In [1]:
# i.4 — Multi-Label Tabular

# --- Clean & install compatible versions ---
!pip -q uninstall -y scikit-learn scikit-learn-intelex umap-learn >/dev/null
!pip -q install -U pip setuptools wheel >/dev/null
!pip -q install -U "scikit-learn==1.6.1" "autogluon==1.4.0" >/dev/null

# --- Imports ---
import numpy as np, pandas as pd, random
from sklearn.model_selection import train_test_split
from autogluon.tabular import TabularPredictor

# --- Minimal MultilabelPredictor (based on AutoGluon tutorial) ---
class MultilabelPredictor:
    """Maintain one TabularPredictor per label; optionally condition on earlier labels."""
    def __init__(self, labels, consider_labels_correlation=True, **tp_kwargs):
        if len(labels) < 2:
            raise ValueError("Use TabularPredictor for a single label; this class is for MULTI-label.")
        self.labels = list(labels)
        self.consider_labels_correlation = consider_labels_correlation
        self.predictors = {
            lab: TabularPredictor(label=lab, **tp_kwargs) for lab in self.labels
        }

    def fit(self, train_data, tuning_data=None, **fit_kwargs):
        td_full = train_data.copy()
        vd_full = tuning_data.copy() if tuning_data is not None else None
        for i, lab in enumerate(self.labels):
            # drop labels that come AFTER the current one (autoregressive)
            drop_labs = self.labels[i+1:] if self.consider_labels_correlation else [l for l in self.labels if l != lab]
            td = td_full.drop(columns=drop_labs, errors="ignore")
            vd = None if vd_full is None else vd_full.drop(columns=drop_labs, errors="ignore")
            print(f"Fitting predictor for label: {lab}")
            self.predictors[lab].fit(train_data=td, tuning_data=vd, **fit_kwargs)
        return self

    def predict(self, data, **kwargs):
        df = data.copy()
        out = pd.DataFrame(index=df.index)
        for i, lab in enumerate(self.labels):
            # when correlated, feed previous predictions back in as features
            if self.consider_labels_correlation and i > 0:
                for prev in self.labels[:i]:
                    df[prev] = out[prev]
            out[lab] = self.predictors[lab].predict(df, **kwargs)
        return out

    def evaluate(self, data, **kwargs):
        df = data.copy()
        scores = {}
        for i, lab in enumerate(self.labels):
            if self.consider_labels_correlation and i > 0:
                for prev in self.labels[:i]:
                    df[prev] = self.predictors[prev].predict(df, **kwargs)
            print(f"Evaluating {lab} ...")
            scores[lab] = self.predictors[lab].evaluate(df, **kwargs)
        return scores

# --- Tiny synthetic multi-label dataset (numeric + categorical + text) ---
rng = np.random.default_rng(42); random.seed(42)
N = 1200
breeds = ["mix","labrador","siamese","bulldog","persian"]
colors = ["black","white","brown","gold","tabby","tri"]
pos_tokens = ["friendly","playful","gentle","trained","housebroken","social"]
neg_tokens = ["timid","special_needs","anxious","senior","requires_experience","shy"]

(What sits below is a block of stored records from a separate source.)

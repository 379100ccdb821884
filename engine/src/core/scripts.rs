//! Script-tool triggering, input validation and result classification.
//!
//! Running the tool is an `io` concern; everything here works on the tool
//! definition and the captured execution record.

use std::collections::BTreeMap;
use std::time::Duration;

use serde::{Deserialize, Serialize};
use serde_json::Value;

use crate::core::types::{ArgMap, ScriptToolDefinition, ScriptTrigger};

pub const DEFAULT_VALIDATION_ERROR: &str = "Validation failed";
/// Step argument that confirms every pending tool of the step.
pub const CONFIRM_ARG: &str = "confirm";

/// Captured result of one script run.
#[derive(Debug, Clone, PartialEq, Serialize, Deserialize)]
#[serde(rename_all = "camelCase")]
pub struct ScriptExecution {
    pub success: bool,
    /// Parsed JSON stdout, when stdout was JSON.
    pub output: Option<Value>,
    pub stdout: String,
    pub stderr: String,
    pub exit_code: i32,
    pub duration_ms: u64,
    #[serde(default, skip_serializing_if = "Option::is_none")]
    pub error: Option<String>,
}

impl ScriptExecution {
    pub fn from_process(
        exit_code: i32,
        stdout: String,
        stderr: String,
        duration: Duration,
        timed_out: bool,
    ) -> Self {
        let output = serde_json::from_str::<Value>(stdout.trim()).ok();
        let error = if timed_out {
            Some(format!("timed out after {}ms", duration.as_millis()))
        } else if exit_code != 0 {
            Some(format!("exited with status {exit_code}"))
        } else {
            None
        };
        Self {
            success: exit_code == 0 && !timed_out,
            output,
            stdout,
            stderr,
            exit_code,
            duration_ms: duration.as_millis() as u64,
            error,
        }
    }
}

/// JSON contract for auto-approval flows.
#[derive(Debug, Clone, PartialEq, Deserialize)]
pub struct ValidationReport {
    pub valid: bool,
    #[serde(default)]
    pub errors: Vec<String>,
    #[serde(default)]
    pub warnings: Vec<String>,
    #[serde(default)]
    pub auto_execute: Option<Value>,
}

/// Arguments as the JSON object sent to the tool on stdin.
pub fn args_to_json(args: &ArgMap) -> Value {
    Value::Object(
        args.iter()
            .map(|(k, v)| {
                let value = serde_json::from_str::<Value>(v)
                    .ok()
                    .filter(|parsed| !parsed.is_string())
                    .unwrap_or_else(|| Value::String(v.clone()));
                (k.clone(), value)
            })
            .collect(),
    )
}

/// Validate tool input against its schema; no schema accepts everything.
pub fn validate_input(tool: &ScriptToolDefinition, input: &Value) -> Result<(), Vec<String>> {
    let Some(schema) = &tool.input_schema else {
        return Ok(());
    };
    let validator = jsonschema::validator_for(schema)
        .map_err(|err| vec![format!("invalid input schema for tool '{}': {err}", tool.id)])?;
    let errors: Vec<String> = validator
        .iter_errors(input)
        .map(|err| err.to_string())
        .collect();
    if errors.is_empty() { Ok(()) } else { Err(errors) }
}

/// What the execution stage should do with a tool before running anything.
#[derive(Debug, Clone, PartialEq, Eq)]
pub enum ToolPlan {
    Run,
    AwaitConfirmation,
    Skip,
    InvalidInput(Vec<String>),
}

pub fn plan_tool(tool: &ScriptToolDefinition, args: &ArgMap) -> ToolPlan {
    let input = args_to_json(args);
    match tool.trigger {
        ScriptTrigger::Never => return ToolPlan::Skip,
        ScriptTrigger::SchemaMatch => {
            if tool.input_schema.is_none() || validate_input(tool, &input).is_err() {
                return ToolPlan::Skip;
            }
        }
        ScriptTrigger::Always => {
            if let Err(errors) = validate_input(tool, &input) {
                return ToolPlan::InvalidInput(errors);
            }
        }
    }
    let confirmed = args
        .get(CONFIRM_ARG)
        .is_some_and(|v| v.eq_ignore_ascii_case("true"));
    if tool.confirm && !tool.auto_approve_on_valid && !confirmed {
        return ToolPlan::AwaitConfirmation;
    }
    ToolPlan::Run
}

#[derive(Debug, Clone, PartialEq)]
pub enum ToolDisposition {
    AutoApproved { auto_execute: Option<Value> },
    ValidationFailed(Vec<String>),
    Completed,
    Failed { exit_code: i32, stderr: String },
}

/// Classify a finished run. Auto-approval never defaults to success.
pub fn classify(tool: &ScriptToolDefinition, execution: &ScriptExecution) -> ToolDisposition {
    if tool.auto_approve_on_valid {
        let report = execution
            .output
            .clone()
            .and_then(|v| serde_json::from_value::<ValidationReport>(v).ok());
        return match report {
            Some(report) if report.valid && execution.success => ToolDisposition::AutoApproved {
                auto_execute: report.auto_execute,
            },
            Some(report) if !report.errors.is_empty() => {
                ToolDisposition::ValidationFailed(report.errors)
            }
            _ => ToolDisposition::ValidationFailed(vec![DEFAULT_VALIDATION_ERROR.to_string()]),
        };
    }
    if execution.success {
        ToolDisposition::Completed
    } else {
        ToolDisposition::Failed {
            exit_code: execution.exit_code,
            stderr: execution.error.clone().map_or_else(
                || execution.stderr.clone(),
                |e| format!("{e}\n{}", execution.stderr).trim_end().to_string(),
            ),
        }
    }
}

/// Script results accumulated for one invocation.
#[derive(Debug, Clone, Default, PartialEq, Serialize)]
#[serde(rename_all = "camelCase")]
pub struct ScriptOutcomes {
    pub auto_approved_tools: Vec<String>,
    pub confirmation_required: Vec<String>,
    pub validation_errors: Vec<String>,
    pub failures: Vec<String>,
    pub auto_execute: BTreeMap<String, Value>,
    /// Plain stdout per tool, exposed to templates as `tool_<id>`.
    pub tool_outputs: BTreeMap<String, String>,
}

impl ScriptOutcomes {
    pub fn is_empty(&self) -> bool {
        self.auto_approved_tools.is_empty()
            && self.confirmation_required.is_empty()
            && self.validation_errors.is_empty()
            && self.failures.is_empty()
            && self.tool_outputs.is_empty()
    }

    pub fn record(&mut self, tool: &ScriptToolDefinition, execution: &ScriptExecution) {
        self.tool_outputs
            .insert(tool.id.clone(), execution.stdout.trim().to_string());
        match classify(tool, execution) {
            ToolDisposition::AutoApproved { auto_execute } => {
                self.auto_approved_tools.push(tool.id.clone());
                if let Some(payload) = auto_execute {
                    self.auto_execute.insert(tool.id.clone(), payload);
                }
            }
            ToolDisposition::ValidationFailed(errors) => self.validation_errors.extend(errors),
            ToolDisposition::Completed => {}
            ToolDisposition::Failed { exit_code, stderr } => self
                .failures
                .push(format!("{} (exit {exit_code}): {stderr}", tool.id)),
        }
    }

    /// Markdown section appended to step output.
    pub fn render(&self) -> String {
        let mut out = String::new();
        if !self.auto_approved_tools.is_empty() {
            out.push_str(&format!(
                "\n**Auto-approved tools:** {}\n",
                self.auto_approved_tools.join(", ")
            ));
        }
        if !self.validation_errors.is_empty() {
            out.push_str("\n**Validation errors:**\n");
            for err in &self.validation_errors {
                out.push_str(&format!("- {err}\n"));
            }
            out.push_str("Fix the inputs above and resend the command.\n");
        }
        if !self.confirmation_required.is_empty() {
            out.push_str(&format!(
                "\n**Confirmation required:** {}. Resend with `confirm=\"true\"` to run.\n",
                self.confirmation_required.join(", ")
            ));
        }
        if !self.failures.is_empty() {
            out.push_str("\n**Tool failures:**\n");
            for failure in &self.failures {
                out.push_str(&format!("- {failure}\n"));
            }
        }
        out
    }
}

#[cfg(test)]
mod tests {
    use super::*;
    use serde_json::json;

    fn tool(auto: bool) -> ScriptToolDefinition {
        ScriptToolDefinition {
            id: "builder".to_string(),
            name: "builder".to_string(),
            command: vec!["true".to_string()],
            working_dir: None,
            input_schema: None,
            trigger: ScriptTrigger::Always,
            confirm: true,
            auto_approve_on_valid: auto,
            timeout_ms: None,
        }
    }

    fn run(stdout: &str, exit_code: i32) -> ScriptExecution {
        ScriptExecution::from_process(
            exit_code,
            stdout.to_string(),
            String::new(),
            Duration::from_millis(1),
            false,
        )
    }

    #[test]
    fn valid_output_is_auto_approved() {
        let mut outcomes = ScriptOutcomes::default();
        outcomes.record(&tool(true), &run(r#"{"valid":true,"auto_execute":{"action":"save"}}"#, 0));
        assert_eq!(outcomes.auto_approved_tools, vec!["builder"]);
        assert!(outcomes.validation_errors.is_empty());
        assert!(outcomes.confirmation_required.is_empty());
        assert_eq!(outcomes.auto_execute["builder"], json!({"action": "save"}));
    }

    #[test]
    fn invalid_output_surfaces_tool_errors() {
        let mut outcomes = ScriptOutcomes::default();
        outcomes.record(&tool(true), &run(r#"{"valid":false,"errors":["Missing field"]}"#, 0));
        assert_eq!(outcomes.validation_errors, vec!["Missing field"]);
        assert!(outcomes.auto_approved_tools.is_empty());
    }

    #[test]
    fn non_json_output_is_a_validation_failure() {
        let disposition = classify(&tool(true), &run("all good", 0));
        assert_eq!(
            disposition,
            ToolDisposition::ValidationFailed(vec![DEFAULT_VALIDATION_ERROR.to_string()])
        );
        let no_errors = classify(&tool(true), &run(r#"{"valid":false}"#, 0));
        assert_eq!(
            no_errors,
            ToolDisposition::ValidationFailed(vec![DEFAULT_VALIDATION_ERROR.to_string()])
        );
    }

    #[test]
    fn nonzero_exit_is_surfaced() {
        let mut def = tool(false);
        def.confirm = false;
        let mut exec = run("", 3);
        exec.stderr = "boom".to_string();
        match classify(&def, &exec) {
            ToolDisposition::Failed { exit_code, stderr } => {
                assert_eq!(exit_code, 3);
                assert!(stderr.contains("boom"));
            }
            other => panic!("unexpected {other:?}"),
        }
    }

    #[test]
    fn confirm_tools_wait_unless_confirmed() {
        let def = tool(false);
        assert_eq!(plan_tool(&def, &ArgMap::new()), ToolPlan::AwaitConfirmation);
        let mut args = ArgMap::new();
        args.insert("confirm".to_string(), "true".to_string());
        assert_eq!(plan_tool(&def, &args), ToolPlan::Run);
        assert_eq!(plan_tool(&tool(true), &ArgMap::new()), ToolPlan::Run);
    }

    #[test]
    fn schema_controls_trigger_and_input() {
        let mut def = tool(true);
        def.input_schema = Some(json!({
            "type": "object",
            "required": ["name"],
            "properties": {"name": {"type": "string"}, "count": {"type": "integer"}}
        }));
        assert!(matches!(plan_tool(&def, &ArgMap::new()), ToolPlan::InvalidInput(_)));

        def.trigger = ScriptTrigger::SchemaMatch;
        assert_eq!(plan_tool(&def, &ArgMap::new()), ToolPlan::Skip);
        let mut args = ArgMap::new();
        args.insert("name".to_string(), "x".to_string());
        args.insert("count".to_string(), "3".to_string());
        assert_eq!(plan_tool(&def, &args), ToolPlan::Run);
    }
}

age = rng.integers(1, 180, size=N)
fee = np.round(rng.uniform(0, 300, size=N), 2)
breed = rng.choice(breeds, size=N)
color = rng.choice(colors, size=N)
photo_amt = rng.integers(0, 6, size=N)
def make_desc():
    k_pos = rng.integers(1, 3)
    words = rng.choice(pos_tokens, size=k_pos, replace=False).tolist()
    if rng.random() < 0.4:
        words += [rng.choice(neg_tokens)]
    return " ".join(words)
desc = [make_desc() for _ in range(N)]

score_base = (
    -0.02*age + 0.004*fee + 0.15*(photo_amt>=3).astype(float)
    + 0.25*np.array(["trained" in s for s in desc], float)
    - 0.20*np.array(["requires_experience" in s for s in desc], float)
)
is_playful       = (score_base + 0.10*np.array(["playful" in s for s in desc], float) > 0.15).astype(int)
is_senior        = (age > 96).astype(int) | np.array(["senior" in s for s in desc], int)
needs_experience = (score_base < -0.15).astype(int) | np.array(["requires_experience" in s for s in desc], int)

df = pd.DataFrame({
    "Age": age, "Fee": fee, "Breed": breed, "Color": color,
    "Description": desc, "PhotoAmt": photo_amt,
    "is_playful": is_playful, "is_senior": is_senior, "needs_experience": needs_experience
})

labels = ["is_playful","is_senior","needs_experience"]
train_df, test_df = train_test_split(
    df, test_size=0.2, random_state=123,
    stratify=df[labels].astype(str).agg('|'.join, axis=1)
)

# --- Train multilabel (tiny budget; fast on CPU) ---
ml = MultilabelPredictor(
    labels=labels,
    consider_labels_correlation=True,          # set False to train independent heads
    problem_type="binary",                     # each head is binary
    eval_metric="f1"                           # per-label F1
).fit(
    train_data=train_df,
    presets="medium_quality_faster_train",
    time_limit=120
)

# --- Evaluate & save ---
scores = ml.evaluate(test_df)
print("\nPer-label scores:", scores)

pred = ml.predict(test_df)
pred.to_csv("multilabel_predictions.csv", index=False)
print("\nSaved: multilabel_predictions.csv")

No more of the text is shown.